#### Exercise details
From the data below, repeat exactly the lines from the line with "cap, in characters." to the line with "let last = segments.len() - 1;", both included.

───── Record set

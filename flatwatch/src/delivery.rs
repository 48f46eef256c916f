//! Rate-limited outbound messaging.
//!
//! The [`Messenger`] owns every retry and pacing decision for the bot
//! identity: per-chat cooldown, a global per-minute budget, retry-after
//! handling and message segmentation. It talks to Telegram through the
//! [`Transport`] seam so tests can swap in a scripted fake.

use std::collections::{HashMap, VecDeque};
use std::sync::Arc;
use std::time::Duration;

use async_trait::async_trait;
use tokio::sync::Mutex;
use tokio::time::Instant;

/// Result of one outbound operation, as the dispatcher sees it.
#[derive(Debug, Clone, Copy, PartialEq, Eq)]
pub enum SendOutcome {
    /// Delivered (or an edit that was already in the desired state).
    Ok,
    /// The subscriber blocked the bot or the chat is gone.
    ChatClosed,
    /// Transient or permanent failure after local retries.
    Failed,
}

/// What the platform said when an operation failed.
#[derive(Debug, Clone, PartialEq, Eq)]
pub enum TransportError {
    /// Flood control: wait this long, then retry.
    RetryAfter(Duration),
    /// Forbidden / chat not found / user deactivated.
    ChatClosed,
    /// Edit target already carries this content.
    NotModified,
    /// Edit target no longer exists.
    MessageNotFound,
    /// Network-level failure, worth a backoff retry.
    Network(String),
    /// Any other API rejection; not retried.
    Api(String),
}

/// Inline keyboard: rows of `(label, callback_data)`.
pub type Keyboard = Vec<Vec<(String, String)>>;

/// Platform seam. The real implementation wraps the Telegram API; tests
/// script one.
#[async_trait]
pub trait Transport: Send + Sync {
    /// Send an HTML text message.
    async fn send_text(
        &self,
        chat_id: i64,
        text: &str,
        buttons: Option<&Keyboard>,
    ) -> Result<(), TransportError>;

    /// Send a photo album with an HTML caption on the first photo.
    async fn send_media_group(
        &self,
        chat_id: i64,
        photos: &[String],
        caption: &str,
    ) -> Result<(), TransportError>;

    /// Edit a previously sent message.
    async fn edit_text(
        &self,
        chat_id: i64,
        message_id: i32,
        text: &str,
        buttons: Option<&Keyboard>,
    ) -> Result<(), TransportError>;
}

/// Pacing and retry tunables.
#[derive(Debug, Clone)]
pub struct MessengerConfig {
    /// Minimum gap between sends to the same chat.
    pub per_chat_cooldown: Duration,
    /// Outbound operations allowed per window across all chats.
    pub global_budget: u32,
    /// Length of the global budget window.
    pub global_window: Duration,
    /// Attempts per operation, counting the first.
    pub max_retries: u32,
    /// Backoff unit for network failures; attempt `n` sleeps `n` units.
    pub backoff_base: Duration,
    /// Platform message-length cap, in characters.
    pub max_message_len: usize,
}

impl Default for MessengerConfig {
    fn default() -> Self {
        Self {
            per_chat_cooldown: Duration::from_secs(1),
            global_budget: 20,
            global_window: Duration::from_secs(60),
            max_retries: 3,
            backoff_base: Duration::from_secs(2),
            max_message_len: 4096,
        }
    }
}

/// The single outbound worker for the bot identity.
pub struct Messenger {
    transport: Arc<dyn Transport>,
    cfg: MessengerConfig,
    last_send: Mutex<HashMap<i64, Instant>>,
    window: Mutex<VecDeque<Instant>>,
}

impl Messenger {
    /// Build a messenger with default pacing.
    #[must_use]
    pub fn new(transport: Arc<dyn Transport>) -> Self {
        Self::with_config(transport, MessengerConfig::default())
    }

    /// Build a messenger with custom pacing (tests shrink the timers).
    #[must_use]
    pub fn with_config(transport: Arc<dyn Transport>, cfg: MessengerConfig) -> Self {
        Self {
            transport,
            cfg,
            last_send: Mutex::new(HashMap::new()),
            window: Mutex::new(VecDeque::new()),
        }
    }

    /// Send a text message, segmenting on paragraph boundaries when it
    /// exceeds the platform cap. Buttons ride on the final segment.
    pub async fn send_text(
        &self,
        chat_id: i64,
        text: &str,
        buttons: Option<Keyboard>,
    ) -> SendOutcome {
        let segments = segment_text(text, self.cfg.max_message_len);
        let last = segments.len() - 1;
        for (i, segment) in segments.iter().enumerate() {
            let keyboard = if i == last { buttons.as_ref() } else { None };
            let outcome = self
                .run(chat_id, false, || {
                    self.transport.send_text(chat_id, segment, keyboard)
                })
                .await;
            if outcome != SendOutcome::Ok {
                return outcome;
            }
        }
        SendOutcome::Ok
    }

    /// Send a photo album with a caption.
    pub async fn send_media_group(
        &self,
        chat_id: i64,
        photos: &[String],
        caption: &str,
    ) -> SendOutcome {
        self.run(chat_id, false, || {
            self.transport.send_media_group(chat_id, photos, caption)
        })
        .await
    }

    /// Edit a message; "not modified" and "not found" count as success.
    pub async fn edit_text(
        &self,
        chat_id: i64,
        message_id: i32,
        text: &str,
        buttons: Option<Keyboard>,
    ) -> SendOutcome {
        self.run(chat_id, true, || {
            self.transport
                .edit_text(chat_id, message_id, text, buttons.as_ref())
        })
        .await
    }

    async fn run<F, Fut>(&self, chat_id: i64, edit: bool, mut op: F) -> SendOutcome
    where
        F: FnMut() -> Fut,
        Fut: std::future::Future<Output = Result<(), TransportError>>,
    {
        for attempt in 1..=self.cfg.max_retries {
            self.pace(chat_id).await;
            match op().await {
                Ok(()) => return SendOutcome::Ok,
                Err(TransportError::RetryAfter(wait)) => {
                    tracing::warn!(chat_id, wait_s = wait.as_secs(), attempt, "flood control, honouring retry-after");
                    tokio::time::sleep(wait).await;
                }
                Err(TransportError::ChatClosed) => {
                    tracing::info!(chat_id, "chat closed");
                    return SendOutcome::ChatClosed;
                }
                Err(TransportError::NotModified | TransportError::MessageNotFound) => {
                    return if edit {
                        SendOutcome::Ok
                    } else {
                        SendOutcome::Failed
                    };
                }
                Err(TransportError::Network(e)) => {
                    tracing::warn!(chat_id, error = %e, attempt, "network failure");
                    if attempt < self.cfg.max_retries {
                        tokio::time::sleep(self.cfg.backoff_base * attempt).await;
                    }
                }
                Err(TransportError::Api(e)) => {
                    tracing::error!(chat_id, error = %e, "api rejection");
                    return SendOutcome::Failed;
                }
            }
        }
        SendOutcome::Failed
    }

    async fn pace(&self, chat_id: i64) {
        // Per-chat cooldown first.
        let wait = {
            let last = self.last_send.lock().await;
            last.get(&chat_id).and_then(|prev| {
                let elapsed = prev.elapsed();
                (elapsed < self.cfg.per_chat_cooldown)
                    .then(|| self.cfg.per_chat_cooldown - elapsed)
            })
        };
        if let Some(wait) = wait {
            tokio::time::sleep(wait).await;
        }

        // Then the global window budget.
        loop {
            let wait = {
                let mut window = self.window.lock().await;
                let now = Instant::now();
                while let Some(front) = window.front() {
                    if now.duration_since(*front) >= self.cfg.global_window {
                        window.pop_front();
                    } else {
                        break;
                    }
                }
                if (window.len() as u32) < self.cfg.global_budget {
                    window.push_back(now);
                    None
                } else {
                    window
                        .front()
                        .map(|oldest| self.cfg.global_window - now.duration_since(*oldest))
                }
            };
            match wait {
                None => break,
                Some(wait) => tokio::time::sleep(wait).await,
            }
        }

        self.last_send.lock().await.insert(chat_id, Instant::now());
    }
}

/// Split a message over the platform cap on paragraph boundaries, falling
/// back to line boundaries and then to a hard character split.
#[must_use]
pub fn segment_text(text: &str, max_len: usize) -> Vec<String> {
    if text.chars().count() <= max_len {
        return vec![text.to_string()];
    }

    let mut segments = Vec::new();
    let mut current = String::new();
    let mut current_len = 0usize;

    for paragraph in text.split("\n\n") {
        let para_len = paragraph.chars().count();
        let sep_len = if current.is_empty() { 0 } else { 2 };
        if current_len + sep_len + para_len <= max_len {
            if !current.is_empty() {
                current.push_str("\n\n");
            }
            current.push_str(paragraph);
            current_len += sep_len + para_len;
            continue;
        }
        if !current.is_empty() {
            segments.push(std::mem::take(&mut current));
            current_len = 0;
        }
        if para_len <= max_len {
            current.push_str(paragraph);
            current_len = para_len;
        } else {
            // A single oversized paragraph: split by lines, then hard.
            for chunk in split_lines_hard(paragraph, max_len) {
                segments.push(chunk);
            }
        }
    }
    if !current.is_empty() {
        segments.push(current);
    }
    segments
}

fn split_lines_hard(paragraph: &str, max_len: usize) -> Vec<String> {
    let mut out = Vec::new();
    let mut current = String::new();
    let mut current_len = 0usize;
    for line in paragraph.split('\n') {
        let line_len = line.chars().count();
        let sep_len = if current.is_empty() { 0 } else { 1 };
        if current_len + sep_len + line_len <= max_len {
            if !current.is_empty() {
                current.push('\n');
            }
            current.push_str(line);
            current_len += sep_len + line_len;
        } else {
            if !current.is_empty() {
                out.push(std::mem::take(&mut current));
                current_len = 0;
            }
            if line_len <= max_len {
                current.push_str(line);
                current_len = line_len;
            } else {
                let chars: Vec<char> = line.chars().collect();
                for chunk in chars.chunks(max_len) {
                    out.push(chunk.iter().collect());
                }
            }
        }
    }
    if !current.is_empty() {
        out.push(current);
    }
    out
}

#[cfg(test)]
mod tests {
    use super::*;

    #[test]
    fn short_text_is_untouched() {
        assert_eq!(segment_text("hello", 4096), vec!["hello".to_string()]);
    }

    #[test]
    fn splits_on_paragraph_boundaries() {
        let text = format!("{}\n\n{}", "a".repeat(30), "b".repeat(30));
        let segments = segment_text(&text, 40);
        assert_eq!(segments.len(), 2);
        assert!(segments[0].chars().all(|c| c == 'a'));
        assert!(segments[1].chars().all(|c| c == 'b'));
    }

    #[test]
    fn oversized_paragraph_falls_back_to_hard_split() {
        let text = "x".repeat(100);
        let segments = segment_text(&text, 40);
        assert_eq!(segments.len(), 3);
        assert!(segments.iter().all(|s| s.chars().count() <= 40));
    }

    #[test]
    fn every_segment_respects_the_cap() {
        let text = (0..50)
            .map(|i| format!("paragraph number {i} with some text"))
            .collect::<Vec<_>>()
            .join("\n\n");
        for segment in segment_text(&text, 120) {
            assert!(segment.chars().count() <= 120);
        }
    }
}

──────────

#### Answer
    /// Platform message-length cap, in characters.
    pub max_message_len: usize,
}

impl Default for MessengerConfig {
    fn default() -> Self {
        Self {
            per_chat_cooldown: Duration::from_secs(1),
            global_budget: 20,
            global_window: Duration::from_secs(60),
            max_retries: 3,
            backoff_base: Duration::from_secs(2),
            max_message_len: 4096,
        }
    }
}

/// The single outbound worker for the bot identity.
pub struct Messenger {
    transport: Arc<dyn Transport>,
    cfg: MessengerConfig,
    last_send: Mutex<HashMap<i64, Instant>>,
    window: Mutex<VecDeque<Instant>>,
}

impl Messenger {
    /// Build a messenger with default pacing.
    #[must_use]
    pub fn new(transport: Arc<dyn Transport>) -> Self {
        Self::with_config(transport, MessengerConfig::default())
    }

    /// Build a messenger with custom pacing (tests shrink the timers).
    #[must_use]
    pub fn with_config(transport: Arc<dyn Transport>, cfg: MessengerConfig) -> Self {
        Self {
            transport,
            cfg,
            last_send: Mutex::new(HashMap::new()),
            window: Mutex::new(VecDeque::new()),
        }
    }

    /// Send a text message, segmenting on paragraph boundaries when it
    /// exceeds the platform cap. Buttons ride on the final segment.
    pub async fn send_text(
        &self,
        chat_id: i64,
        text: &str,
        buttons: Option<Keyboard>,
    ) -> SendOutcome {
        let segments = segment_text(text, self.cfg.max_message_len);
        let last = segments.len() - 1;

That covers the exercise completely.